Below are some records; reproduce them exactly.

(Listed records):
↓

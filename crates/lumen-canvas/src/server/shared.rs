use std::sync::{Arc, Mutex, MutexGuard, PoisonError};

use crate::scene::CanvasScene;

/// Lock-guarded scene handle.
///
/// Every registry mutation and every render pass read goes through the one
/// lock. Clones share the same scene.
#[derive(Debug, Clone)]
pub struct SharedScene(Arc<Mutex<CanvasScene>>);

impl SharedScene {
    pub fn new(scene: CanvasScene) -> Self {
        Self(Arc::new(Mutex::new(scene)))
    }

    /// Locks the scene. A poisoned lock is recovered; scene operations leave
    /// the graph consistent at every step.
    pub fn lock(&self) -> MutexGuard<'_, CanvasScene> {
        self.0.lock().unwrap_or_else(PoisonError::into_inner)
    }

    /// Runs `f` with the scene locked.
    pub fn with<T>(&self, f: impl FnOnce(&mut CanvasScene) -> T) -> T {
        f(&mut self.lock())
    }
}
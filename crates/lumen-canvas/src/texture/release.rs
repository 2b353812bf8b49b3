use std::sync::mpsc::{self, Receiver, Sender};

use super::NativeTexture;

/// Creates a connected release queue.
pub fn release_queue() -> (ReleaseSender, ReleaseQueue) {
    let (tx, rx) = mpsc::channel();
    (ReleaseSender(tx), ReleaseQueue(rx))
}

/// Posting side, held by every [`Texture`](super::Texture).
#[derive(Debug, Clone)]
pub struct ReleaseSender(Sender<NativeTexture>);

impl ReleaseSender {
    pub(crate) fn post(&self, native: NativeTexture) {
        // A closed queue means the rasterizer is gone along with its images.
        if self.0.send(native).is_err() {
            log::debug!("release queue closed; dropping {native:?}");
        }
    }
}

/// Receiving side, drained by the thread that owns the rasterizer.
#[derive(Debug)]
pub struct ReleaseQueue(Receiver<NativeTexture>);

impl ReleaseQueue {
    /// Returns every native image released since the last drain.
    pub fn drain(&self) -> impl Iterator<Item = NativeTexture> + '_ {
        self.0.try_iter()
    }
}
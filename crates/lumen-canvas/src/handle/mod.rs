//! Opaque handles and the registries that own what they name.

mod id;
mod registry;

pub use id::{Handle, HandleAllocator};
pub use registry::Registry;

↑

(Written solution):
filename crates/lumen-canvas/src/server/shared.rs
use std::sync::{Arc, Mutex, MutexGuard, PoisonError};

use crate::scene::CanvasScene;

/// Lock-guarded scene handle.
///
/// Every registry mutation and every render pass read goes through the one
/// lock. Clones share the same scene.
#[derive(Debug, Clone)]
pub struct SharedScene(Arc<Mutex<CanvasScene>>);

impl SharedScene {
    pub fn new(scene: CanvasScene) -> Self {
        Self(Arc::new(Mutex::new(scene)))
    }

    /// Locks the scene. A poisoned lock is recovered; scene operations leave
    /// the graph consistent at every step.
    pub fn lock(&self) -> MutexGuard<'_, CanvasScene> {
        self.0.lock().unwrap_or_else(PoisonError::into_inner)
    }

    /// Runs `f` with the scene locked.
    pub fn with<T>(&self, f: impl FnOnce(&mut CanvasScene) -> T) -> T {
        f(&mut self.lock())
    }
}
filename crates/lumen-canvas/src/texture/release.rs
repository 2b353812bf8b49b3
use std::sync::mpsc::{self, Receiver, Sender};

use super::NativeTexture;

/// Creates a connected release queue.
pub fn release_queue() -> (ReleaseSender, ReleaseQueue) {
    let (tx, rx) = mpsc::channel();
    (ReleaseSender(tx), ReleaseQueue(rx))
}

/// Posting side, held by every [`Texture`](super::Texture).
#[derive(Debug, Clone)]
pub struct ReleaseSender(Sender<NativeTexture>);

impl ReleaseSender {
    pub(crate) fn post(&self, native: NativeTexture) {
        // A closed queue means the rasterizer is gone along with its images.
        if self.0.send(native).is_err() {
            log::debug!("release queue closed; dropping {native:?}");
        }
    }
}

/// Receiving side, drained by the thread that owns the rasterizer.
#[derive(Debug)]
pub struct ReleaseQueue(Receiver<NativeTexture>);

impl ReleaseQueue {
    /// Returns every native image released since the last drain.
    pub fn drain(&self) -> impl Iterator<Item = NativeTexture> + '_ {
        self.0.try_iter()
    }
}
filename crates/lumen-canvas/src/handle/mod.rs
//! Opaque handles and the registries that own what they name.

mod id;
mod registry;

pub use id::{Handle, HandleAllocator};
pub use registry::Registry;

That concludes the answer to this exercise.